DATASET
"""
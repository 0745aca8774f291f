//! Tick-gated footstep sounds.

use blockmotion_audio::SoundId;
use blockmotion_core::SimTick;
use glam::DVec3;
use serde::{Deserialize, Serialize};

/// Horizontal speed an axis must exceed for the entity to count as walking.
pub const FOOTSTEP_SPEED_THRESHOLD: f64 = 0.01;

/// Decides when a walking entity emits its next footstep.
///
/// A footstep plays as soon as the entity walks on the ground with no step
/// pending. The pending step clears once more than `interval / speed_ratio`
/// ticks have passed since the clock was last reset, so running shortens the
/// gap between steps.
#[derive(Debug, Clone, Copy, Default, PartialEq, Eq, Serialize, Deserialize)]
pub struct FootstepClock {
    current: Option<SoundId>,
    last_reset: SimTick,
}

impl FootstepClock {
    /// Sound still considered playing, if any.
    pub fn current(&self) -> Option<SoundId> {
        self.current
    }

    /// Tick at which the clock last cleared its pending step.
    pub fn last_reset(&self) -> SimTick {
        self.last_reset
    }

    /// Advance the clock for one tick. Returns `true` when a new step is due;
    /// the caller picks the variant and hands it to [`FootstepClock::start`].
    pub fn advance(
        &mut self,
        now: SimTick,
        velocity: DVec3,
        touching_ground: bool,
        speed_ratio: f64,
        interval_ticks: u32,
    ) -> bool {
        let walking = velocity.x.abs() > FOOTSTEP_SPEED_THRESHOLD
            || velocity.z.abs() > FOOTSTEP_SPEED_THRESHOLD;
        if !walking || !touching_ground {
            return false;
        }

        match self.current {
            None => true,
            Some(_) => {
                let elapsed = now.since(self.last_reset) as f64;
                if elapsed > interval_ticks as f64 / speed_ratio {
                    self.last_reset = now;
                    self.current = None;
                }
                false
            }
        }
    }

    /// Mark `sound` as the step now playing.
    pub fn start(&mut self, sound: SoundId) {
        self.current = Some(sound);
    }
}
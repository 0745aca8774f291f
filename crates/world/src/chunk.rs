use blockmotion_core::BlockCell;
use std::fmt;

use crate::{BlockId, BLOCK_AIR};

/// Chunk width (X axis) in voxels.
pub const CHUNK_SIZE_X: usize = 16;
/// Chunk height (Y axis) in voxels.
pub const CHUNK_SIZE_Y: usize = 256;
/// Chunk depth (Z axis) in voxels.
pub const CHUNK_SIZE_Z: usize = 16;
/// Total voxel count per chunk.
pub const CHUNK_VOLUME: usize = CHUNK_SIZE_X * CHUNK_SIZE_Y * CHUNK_SIZE_Z;

/// Chunk-local position (X, Y, Z).
#[derive(Debug, Clone, Copy, PartialEq, Eq, Hash)]
pub struct LocalPos {
    pub x: usize,
    pub y: usize,
    pub z: usize,
}

impl LocalPos {
    /// Convert to a linear index within the id array.
    pub fn index(self) -> usize {
        debug_assert!(self.x < CHUNK_SIZE_X);
        debug_assert!(self.y < CHUNK_SIZE_Y);
        debug_assert!(self.z < CHUNK_SIZE_Z);
        (self.y * CHUNK_SIZE_Z + self.z) * CHUNK_SIZE_X + self.x
    }
}

/// Chunk coordinate (X,Z) in chunk space.
/// Implements Ord for deterministic iteration in BTreeMap/BTreeSet (sorts by x, then z).
#[derive(
    Debug, Clone, Copy, PartialEq, Eq, Hash, PartialOrd, Ord, serde::Serialize, serde::Deserialize,
)]
pub struct ChunkPos {
    pub x: i32,
    pub z: i32,
}

impl ChunkPos {
    pub const fn new(x: i32, z: i32) -> Self {
        Self { x, z }
    }

    /// Chunk holding the world column (x, z).
    pub fn containing(x: i32, z: i32) -> Self {
        Self::new(
            x.div_euclid(CHUNK_SIZE_X as i32),
            z.div_euclid(CHUNK_SIZE_Z as i32),
        )
    }

    /// Split a world cell into its chunk and chunk-local position.
    ///
    /// Returns `None` when `cell.y` is outside the chunk's vertical range.
    pub fn split(cell: BlockCell) -> Option<(ChunkPos, LocalPos)> {
        if cell.y < 0 || cell.y >= CHUNK_SIZE_Y as i32 {
            return None;
        }
        let local = LocalPos {
            x: cell.x.rem_euclid(CHUNK_SIZE_X as i32) as usize,
            y: cell.y as usize,
            z: cell.z.rem_euclid(CHUNK_SIZE_Z as i32) as usize,
        };
        Some((Self::containing(cell.x, cell.z), local))
    }
}

impl fmt::Display for ChunkPos {
    fn fmt(&self, f: &mut fmt::Formatter<'_>) -> fmt::Result {
        write!(f, "({}, {})", self.x, self.z)
    }
}

/// Column-major block id storage for one 16x256x16 chunk.
#[derive(Clone)]
pub struct Chunk {
    position: ChunkPos,
    ids: Vec<BlockId>,
}

impl Chunk {
    /// Allocate a fresh chunk filled with air.
    pub fn new(position: ChunkPos) -> Self {
        Self {
            position,
            ids: vec![BLOCK_AIR; CHUNK_VOLUME],
        }
    }

    #[inline]
    pub fn position(&self) -> ChunkPos {
        self.position
    }

    /// Raw id stored at a local position.
    pub fn id(&self, pos: LocalPos) -> BlockId {
        self.ids[pos.index()]
    }

    /// Store a raw id. Returns whether the stored value changed.
    pub fn set_id(&mut self, pos: LocalPos, id: BlockId) -> bool {
        let slot = &mut self.ids[pos.index()];
        let changed = *slot != id;
        *slot = id;
        changed
    }

    /// Number of non-air voxels.
    pub fn solid_count(&self) -> usize {
        self.ids.iter().filter(|&&id| id != BLOCK_AIR).count()
    }
}

impl fmt::Debug for Chunk {
    fn fmt(&self, f: &mut fmt::Formatter<'_>) -> fmt::Result {
        f.debug_struct("Chunk")
            .field("position", &self.position)
            .field("non_air", &self.solid_count())
            .finish()
    }
}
"""
TASK ITEM
Above are the records; repeat exactly the lines from the one holding "self.last_reset = now;" down to the one holding "pub const CHUNK_SIZE_Y: usize = 256;", end lines included.

PROBLEM SOLUTION
                    self.last_reset = now;
                    self.current = None;
                }
                false
            }
        }
    }

    /// Mark `sound` as the step now playing.
    pub fn start(&mut self, sound: SoundId) {
        self.current = Some(sound);
    }
}
repository 0745aca8774f291f
filename crates/world/src/chunk.rs
use blockmotion_core::BlockCell;
use std::fmt;

use crate::{BlockId, BLOCK_AIR};

/// Chunk width (X axis) in voxels.
pub const CHUNK_SIZE_X: usize = 16;
/// Chunk height (Y axis) in voxels.
pub const CHUNK_SIZE_Y: usize = 256;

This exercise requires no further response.